Y con reverencia, paladeando el momento, pulsó el botón verde. El mundo daba vueltas alrededor de Sansinvida, embriagado de amor. El dedo permaneció sobre el botón unos segundos, hasta que Juliet volvió a pitar y mostró el mismo mensaje que antes en pantalla. Quería que la tocase otra vez. Ella ya había decidido. Una y otra vez Sansinvida pulsaba el botón y una y otra vez Juliet le pedía más y más. Así siguieron hasta que no pude más, y, aunque azorado, dije con voz firme:
-Pero ponle papel, animal, que te vas a quedar sin yema en el dedo.
-Ah.
Le puso papel y Juliet imprimió los cinco folios con más amor que imprimió en su vida, y juraría que al terminar, incluso, hizo parpadear la luz de datos una vez más de la cuenta. Ambos, exhaustos, se quedaron en silencio uno junto al otro unos minutos.
Volví a mi agujero a separar cables tras localizar de nuevo a Daisy y sonreía cada vez que Protoceo Sansinvida proclamaba su amor a los cuatro vientos e imprimía y tocaba a Juliet por fin, con alegría y sin miedo.
Barrabás imprimió también algunas veces y maldijo e incluso golpeó a la pobre Juliet en alguna ocasión, absolutamente despechado. Pero Juliet y Sansinvida ya eran felices.

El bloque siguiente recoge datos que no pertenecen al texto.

//! Server configuration: network, serving and access log settings.

use std::net::IpAddr;
use std::path::PathBuf;
use std::time::Duration;

use super::parse::{env_bool, env_duration, env_opt, env_or, env_parse};
use super::ConfigError;

/// Default location of the system MIME table.
pub const DEFAULT_MIME_TYPES: &str = "/etc/mime.types";

/// Optional duration setting ("off" disables it).
#[derive(Clone, Copy, Debug, Default, PartialEq, Eq)]
pub struct OptionalDuration(pub Option<Duration>);

impl OptionalDuration {
    #[inline]
    pub fn is_enabled(&self) -> bool {
        self.0.is_some()
    }

    #[inline]
    pub fn as_secs(&self) -> u64 {
        self.0.map(|d| d.as_secs()).unwrap_or(0)
    }

    #[inline]
    pub fn as_duration(&self) -> Option<Duration> {
        self.0
    }
}

/// Address family selection for the listening socket.
#[derive(Clone, Copy, Debug, Default, PartialEq, Eq)]
pub enum IpFamily {
    /// IPv6 dual-stack socket, falling back to IPv4 when IPv6 is unavailable.
    #[default]
    Any,
    V4,
    V6,
}

impl IpFamily {
    fn parse(value: &str) -> Result<Self, ConfigError> {
        match value.trim().to_lowercase().as_str() {
            "" | "any" | "both" => Ok(IpFamily::Any),
            "4" | "ipv4" | "v4" => Ok(IpFamily::V4),
            "6" | "ipv6" | "v6" => Ok(IpFamily::V6),
            other => Err(ConfigError::invalid(
                "IP_FAMILY",
                format!("expected any, ipv4 or ipv6, got '{}'", other),
            )),
        }
    }
}

/// Where access log records go.
#[derive(Clone, Debug, PartialEq, Eq)]
pub enum AccessLogTarget {
    Stdout,
    File(PathBuf),
}

impl AccessLogTarget {
    fn parse(value: &str) -> Self {
        if value == "-" {
            AccessLogTarget::Stdout
        } else {
            AccessLogTarget::File(PathBuf::from(value))
        }
    }
}

/// Server configuration loaded from environment.
#[derive(Clone, Debug)]
pub struct ServerConfig {
    /// TCP port (default: 8000).
    pub port: u16,
    /// Explicit bind address; overrides `ip_family` when set.
    pub bind_ip: Option<IpAddr>,
    /// Address family used when no explicit bind address is configured.
    pub ip_family: IpFamily,
    /// Document root directory (default: current directory).
    pub document_root: PathBuf,
    /// Worker thread count (0 = one per CPU).
    pub workers: usize,
    /// Per-worker connection cap.
    pub max_connections: usize,
    /// Kernel accept backlog (None = 2 * total connection capacity).
    pub listen_backlog: Option<u32>,
    /// Idle timeout, also the upper bound on CGI execution.
    pub network_timeout: Duration,
    /// Directory index filename.
    pub index_file: String,
    /// Generate listings for directories without an index file.
    pub dir_listing: bool,
    /// Maximum number of cached directory listings.
    pub dir_cache_size: usize,
    /// Maximum age of a cached listing ("off" disables the cache).
    pub dir_cache_ttl: OptionalDuration,
    /// URL prefix handled by CGI (normalized to "/prefix/").
    pub cgi_prefix: Option<String>,
    /// Map the Host header onto subdirectories of the document root.
    pub virtual_hosts: bool,
    /// Name used for redirects and the CGI SERVER_NAME variable.
    pub server_name: String,
    /// Replace `server_name` with its canonical DNS name at startup.
    pub canonical_name: bool,
    /// Value for the Access-Control-Allow-Origin header.
    pub cors_origin: Option<String>,
    /// Expiry added to file responses via Cache-Control/Expires.
    pub expires: OptionalDuration,
    /// mime.types-format table.
    pub mime_types: PathBuf,
    /// Fallback content type.
    pub default_mime_type: String,
    /// Directory with `{status}.html` error pages.
    pub error_pages_dir: Option<PathBuf>,
    /// Access log destination (None = disabled).
    pub access_log: Option<AccessLogTarget>,
    /// Flush the access log after every record.
    pub access_log_flush: bool,
}

impl Default for ServerConfig {
    fn default() -> Self {
        Self {
            port: 8000,
            bind_ip: None,
            ip_family: IpFamily::Any,
            document_root: PathBuf::from("."),
            workers: 0,
            max_connections: 32,
            listen_backlog: None,
            network_timeout: Duration::from_secs(60),
            index_file: "index.html".to_string(),
            dir_listing: true,
            dir_cache_size: 128,
            dir_cache_ttl: OptionalDuration(Some(Duration::from_secs(60))),
            cgi_prefix: None,
            virtual_hosts: false,
            server_name: system_hostname(),
            canonical_name: false,
            cors_origin: None,
            expires: OptionalDuration(None),
            mime_types: PathBuf::from(DEFAULT_MIME_TYPES),
            default_mime_type: "text/plain".to_string(),
            error_pages_dir: None,
            access_log: None,
            access_log_flush: false,
        }
    }
}

impl ServerConfig {
    /// Load configuration from environment variables.
    pub fn from_env() -> Result<Self, ConfigError> {
        let defaults = Self::default();

        let bind_ip = env_opt("BIND_IP")
            .map(|s| {
                s.parse::<IpAddr>().map_err(|e| ConfigError::Parse {
                    key: "BIND_IP".into(),
                    value: s,
                    error: format!("{}", e),
                })
            })
            .transpose()?;

        let network_timeout =
            env_duration("NETWORK_TIMEOUT", "60s")?.ok_or_else(|| {
                ConfigError::invalid("NETWORK_TIMEOUT", "an idle timeout is required")
            })?;

        let cgi_prefix = env_opt("CGI_PREFIX")
            .map(|p| normalize_cgi_prefix(&p))
            .transpose()?;

        let listen_backlog = match env_opt("LISTEN_BACKLOG") {
            Some(_) => Some(env_parse("LISTEN_BACKLOG", 0u32)?),
            None => None,
        };

        let config = Self {
            port: env_parse("LISTEN_PORT", defaults.port)?,
            bind_ip,
            ip_family: IpFamily::parse(&env_or("IP_FAMILY", "any"))?,
            document_root: PathBuf::from(env_or("DOCUMENT_ROOT", ".")),
            workers: env_parse("WORKERS", defaults.workers)?,
            max_connections: env_parse("MAX_CONNECTIONS", defaults.max_connections)?,
            listen_backlog,
            network_timeout,
            index_file: env_or("INDEX_FILE", &defaults.index_file),
            dir_listing: env_bool("DIR_LISTING", defaults.dir_listing),
            dir_cache_size: env_parse("DIR_CACHE_SIZE", defaults.dir_cache_size)?,
            dir_cache_ttl: OptionalDuration(env_duration("DIR_CACHE_TTL", "60s")?),
            cgi_prefix,
            virtual_hosts: env_bool("VIRTUAL_HOSTS", false),
            server_name: env_opt("SERVER_NAME").unwrap_or(defaults.server_name),
            canonical_name: env_bool("CANONICAL_NAME", false),
            cors_origin: env_opt("CORS_ORIGIN"),
            expires: OptionalDuration(env_duration("EXPIRES", "off")?),
            mime_types: env_opt("MIME_TYPES")
                .map(PathBuf::from)
                .unwrap_or(defaults.mime_types),
            default_mime_type: env_or("DEFAULT_MIME_TYPE", &defaults.default_mime_type),
            error_pages_dir: env_opt("ERROR_PAGES_DIR").map(PathBuf::from),
            access_log: env_opt("ACCESS_LOG").map(|v| AccessLogTarget::parse(&v)),
            access_log_flush: env_bool("ACCESS_LOG_FLUSH", false),
        };

        config.validate()?;
        Ok(config)
    }

    /// Check invariants that apply to both env and programmatic configuration.
    pub fn validate(&self) -> Result<(), ConfigError> {
        if self.max_connections == 0 {
            return Err(ConfigError::invalid(
                "MAX_CONNECTIONS",
                "must be at least 1",
            ));
        }
        if self.network_timeout.is_zero() {
            return Err(ConfigError::invalid(
                "NETWORK_TIMEOUT",
                "an idle timeout is required",
            ));
        }
        if self.index_file.is_empty() || self.index_file.contains('/') {
            return Err(ConfigError::invalid(
                "INDEX_FILE",
                "must be a plain file name",
            ));
        }
        if let Some(ref prefix) = self.cgi_prefix {
            normalize_cgi_prefix(prefix)?;
        }
        if self.default_mime_type.parse::<mime_guess::Mime>().is_err() {
            return Err(ConfigError::invalid(
                "DEFAULT_MIME_TYPE",
                format!("'{}' is not a media type", self.default_mime_type),
            ));
        }
        Ok(())
    }

    /// Worker count with auto-detection resolved.
    pub fn worker_count(&self) -> usize {
        if self.workers == 0 {
            num_cpus::get().max(1)
        } else {
            self.workers
        }
    }

    /// Kernel accept backlog.
    pub fn backlog(&self) -> u32 {
        self.listen_backlog.unwrap_or_else(|| {
            let total = self.max_connections.saturating_mul(self.worker_count());
            u32::try_from(total.saturating_mul(2)).unwrap_or(u32::MAX)
        })
    }

    /// Whether the mime table path was changed from the system default.
    pub fn mime_types_is_default(&self) -> bool {
        self.mime_types.as_os_str() == DEFAULT_MIME_TYPES
    }
}

/// Normalize a CGI prefix to "/segment/.../" form.
pub(crate) fn normalize_cgi_prefix(prefix: &str) -> Result<String, ConfigError> {
    let trimmed = prefix.trim().trim_matches('/');
    if trimmed.is_empty() {
        return Err(ConfigError::invalid(
            "CGI_PREFIX",
            "must name a subdirectory of the document root",
        ));
    }
    if trimmed
        .split('/')
        .any(|seg| seg.is_empty() || seg == "." || seg == "..")
    {
        return Err(ConfigError::invalid(
            "CGI_PREFIX",
            format!("'{}' is not a clean relative path", prefix),
        ));
    }
    Ok(format!("/{}/", trimmed))
}

/// Hostname of this machine, "localhost" when unavailable.
fn system_hostname() -> String {
    let mut buf = [0u8; 256];
    // SAFETY: buf is valid for buf.len() bytes; gethostname NUL-terminates on success
    let rc = unsafe { libc::gethostname(buf.as_mut_ptr() as *mut libc::c_char, buf.len()) };
    if rc != 0 {
        return "localhost".to_string();
    }
    let len = buf.iter().position(|&b| b == 0).unwrap_or(buf.len());
    match std::str::from_utf8(&buf[..len]) {
        Ok(name) if !name.is_empty() => name.to_string(),
        _ => "localhost".to_string(),
    }
}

Yo, henchido de alegría, volví luego a mi despacho y me puse a bucear en documentación para hacer aún más feliz a la nueva pareja. Cada vez que Sansinvida mandaba algo para imprimir, Juliet, la impresora, sacaba después un folio con un corazón al pie y, en letra manuscrita:
Te amo, Protoceo. Siempre te he amado.
-tuya siempre, Juliet.
Y, cada vez que Barrabás imprimía algo, Juliet añadía:
Jódete, Barrabás, Sansinvida es mucho más hombre que tú.
No te mereces nada.
Juliet.
Y desde entonces, cada vez que Barrabás y Sansinvida se cruzan por un pasillo, o junto a Juliet, se miran desafiantes, sabedores de su victoria y su derrota respectivas, pero, con total seguridad, sin resignarse a luchar por su amada.